Un hombre que colaboraba con una murga vendiendo hamburguesas para recaudar fondos, fue asesinado de un balazo en un corso en Llavallol, provincia de Buenos Aires, en tanto otras seis personas quedaron heridas al ser atacados por al menos un hombre armado durante una discusión que se inició en medio de un corso barrial . Ariel Gómez, 38, se encontraba en la fiesta barrial cuando se le pidió a un grupo de jóvenes que no fumaran marihuana cerca de los niños de la murga que participaban del Corso. En ese momento Nahuel Aranda., de 21 años, se levantó para tratar de golpear a Gómez y otro integrante del grupo, Axel Pacheco, tomó un arma y comenzó a disparar hacia todos lados. Entre los heridos figuran dos adolescentes de 15 y 17 años, que están fuera de peligro.
Al llegar la policía al lugar, luego del furioso ataque, detuvieron a los dos hombres cuando intentaban huir. A Aranda y Pacheco les secuestraron una pistola Bersa con la numeración suprimida, ocho municiones en el cargador (una en recámara) y 53 municiones intactas del mismo calibre en una caja que se hallaba dentro de una bandolera negra que los hombres tiraron al suelo en su huida. El episodio ocurrió el sábado alrededor de las 5.30, en el cruce de las calles Doyhenard y 1de Marzo, de la localidad del sudoeste del partido bonaerense de Lomas de Zamora.

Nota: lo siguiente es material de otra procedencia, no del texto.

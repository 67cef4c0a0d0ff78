/*
 * SPDX-License-Identifier: Apache-2.0
 * Copyright 2025 ByteDance and/or its affiliates.
 */

use std::fmt;

use crate::control::FtpCommand;

#[derive(Debug, Clone, Copy, PartialEq, Eq)]
pub enum FtpReplyKind {
    NotFound,
    AlreadyExists,
    NotEmpty,
    PermissionDenied,
    AuthFailure,
    NotImplemented,
    ServiceNotAvailable,
    Transient,
    Other,
}

/// A reply that does not match the expected one for the command.
///
/// The displayed text is the server status line, code and message as
/// received, so callers may match on the server wording.
#[derive(Debug)]
pub struct FtpReplyError {
    cmd: FtpCommand,
    code: u16,
    message: String,
}

impl FtpReplyError {
    pub(crate) fn new(cmd: FtpCommand, code: u16, message: String) -> Self {
        FtpReplyError { cmd, code, message }
    }

    #[inline]
    pub fn command(&self) -> FtpCommand {
        self.cmd
    }

    #[inline]
    pub fn code(&self) -> u16 {
        self.code
    }

    #[inline]
    pub fn message(&self) -> &str {
        &self.message
    }

    pub fn is_transient(&self) -> bool {
        (400..500).contains(&self.code)
    }

    pub fn is_permanent(&self) -> bool {
        (500..600).contains(&self.code)
    }

    pub fn kind(&self) -> FtpReplyKind {
        match self.code {
            421 => FtpReplyKind::ServiceNotAvailable,
            332 | 530 | 532 => FtpReplyKind::AuthFailure,
            202 | 502 | 504 => FtpReplyKind::NotImplemented,
            // 550 is "requested action not taken", the meaning depends on the command
            550 => match self.cmd {
                FtpCommand::MKD => FtpReplyKind::AlreadyExists,
                FtpCommand::RMD => FtpReplyKind::NotEmpty,
                _ => FtpReplyKind::NotFound,
            },
            553 => FtpReplyKind::PermissionDenied,
            400..=499 => FtpReplyKind::Transient,
            _ => FtpReplyKind::Other,
        }
    }
}

impl fmt::Display for FtpReplyError {
    fn fmt(&self, f: &mut fmt::Formatter<'_>) -> fmt::Result {
        write!(f, "{} {}", self.code, self.message)
    }
}

impl std::error::Error for FtpReplyError {}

Ariel Walter Gómez fue alcanzado circunstancialmente por un proyectil y falleció en el Hospital Municipal de Lavallol producto de un balazo en el abdomen y otras seis personas resultaron heridas en el tiroteo, por lo que fueron trasladadas al centro de salud, ninguna de ellas corría riesgo de vida, indicaron fuentes judiciales. Una de las heridas fue Laura, que recibió un impacto de bala en su muslo derecho y relató lo sucedido: “En el corso empezamos a escuchar una serie de ruidos, corrimos y sentí que me quemó algo. Cuando subí la escalera siento que se me desgarra toda la pierna y ahí caigo. Me asistieron los vecinos que me llevaron al hospital”, dijo la mujer.

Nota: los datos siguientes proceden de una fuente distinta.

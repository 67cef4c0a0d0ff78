/*
 * SPDX-License-Identifier: Apache-2.0
 * Copyright 2023-2025 ByteDance and/or its affiliates.
 */

use clap::{Arg, ArgAction, ArgMatches, Command, value_parser};
use tokio::io::{AsyncRead, AsyncWrite};

use g3_ftp::{FtpClient, FtpConnectionProvider};

pub(super) const COMMAND: &str = "walk";

const COMMAND_ARG_PATH: &str = "path";
const COMMAND_ARG_MAX_DEPTH: &str = "max-depth";
const COMMAND_ARG_LONG: &str = "long";

pub(super) fn command() -> Command {
    Command::new(COMMAND)
        .about("Walk the directory tree")
        .arg(
            Arg::new(COMMAND_ARG_PATH)
                .value_name("DIR PATH")
                .num_args(1),
        )
        .arg(
            Arg::new(COMMAND_ARG_MAX_DEPTH)
                .help("do not descend into directories deeper than this")
                .value_name("DEPTH")
                .num_args(1)
                .value_parser(value_parser!(usize))
                .long(COMMAND_ARG_MAX_DEPTH),
        )
        .arg(
            Arg::new(COMMAND_ARG_LONG)
                .help("show type, size and modify time")
                .action(ArgAction::SetTrue)
                .long(COMMAND_ARG_LONG)
                .short('l'),
        )
}

pub(super) async fn run<CP, S>(client: &mut FtpClient<CP, S>, args: &ArgMatches) -> anyhow::Result<()>
where
    CP: FtpConnectionProvider<S>,
    S: AsyncRead + AsyncWrite + Unpin,
{
    let root = args
        .get_one::<String>(COMMAND_ARG_PATH)
        .map(|s| s.as_str())
        .unwrap_or("/");
    let max_depth = args.get_one::<usize>(COMMAND_ARG_MAX_DEPTH).copied();
    let long = args.get_flag(COMMAND_ARG_LONG);

    let mut walker = client.walk(root);
    let root_depth = walker_depth(root);
    while walker.next().await {
        if let Some(e) = walker.err() {
            eprintln!("{}: {e}", walker.path());
            continue;
        }
        let Some(entry) = walker.stat() else {
            continue;
        };

        if long {
            let mtime = entry
                .mtime
                .map(|dt| dt.format("%Y-%m-%d %H:%M:%S").to_string())
                .unwrap_or_else(|| "-".to_string());
            println!(
                "{:<6} {:>12} {mtime:<19} {}",
                entry.entry_type.as_str(),
                entry.size,
                walker.path()
            );
        } else {
            println!("{}", walker.path());
        }

        if entry.is_dir() {
            if let Some(max) = max_depth {
                if walker_depth(walker.path()) - root_depth >= max {
                    walker.skip_dir();
                }
            }
        }
    }
    Ok(())
}

fn walker_depth(path: &str) -> usize {
    path.split('/').filter(|s| !s.is_empty()).count()
}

Sobre su estado de salud señaló: “Me dio arriba de la rodilla. Por suerte quedó en el músculo nada más. Sobre Gómez sostuvo que “el muchacho muerto era trabajador. Tenía un nene y una nena. A la mujer le destrozaron la vida y a toda su familia que era muy unida también. Él era muy tranquilo, no se metía con nadie en el barrio”. En cuanto al hombre que disparó opinó que “es un loco que ni siquiera fue capaz de tirar para arriba”.
Por otro lado, la hermana del fallecido, Yanina Gómez, indicó que se encontraba con él cuando fue herido: “De repente se empezaron a escuchar disparos, que pensamos que eran cohetes. Pero las detonaciones seguían y ahí nos dimos cuenta que eran tiros. Salimos a buscar a nuestros hijos y bajamos los dos a la calle”. Yanina sostuvo que comenzó a correr y luego vio caer a su hermano detrás suyo.
“Pensé que le habían dado un tiro en la pierna. Me di vuelta y le pregunté qué le pasaba y si estaba bien, pero él solo me dijo que me fije cómo estaban los chicos”, recordó la hermana de Walter, que describió al corso como un lugar en el que “había mucha gente y muchos chicos jugando”.
Al respecto la mujer aclaró que los tiros no consistieron en un ataque particular contra su hermano, sino que “fue a un montón de gente” y que “le podría haber dado a cualquiera. No sé por qué disparó”, aseguró.
Otra testigo aseguró que a Gómez “lo mataron adelante de todos y de su propio hijo. Dos sobrinos míos fueron baleados y también podríamos haber sufrido su ausencia. Gracias a Dios están bien. Los dos acusados están detenidos, ojalá que se haga justicia”, y abundó en que “Había mucha gente, muchos chicos jugando, cuando de repente alguien empezó a los tiros”.
El caso quedó en manos de la Unidad Funcional de Instrucción (UFI) 1 de Lomas de Zamora, a cargo del fiscal Javier Gramajo, quien imputó los detenidos por el delito de “homicidio simple y tentativa de homicidio”.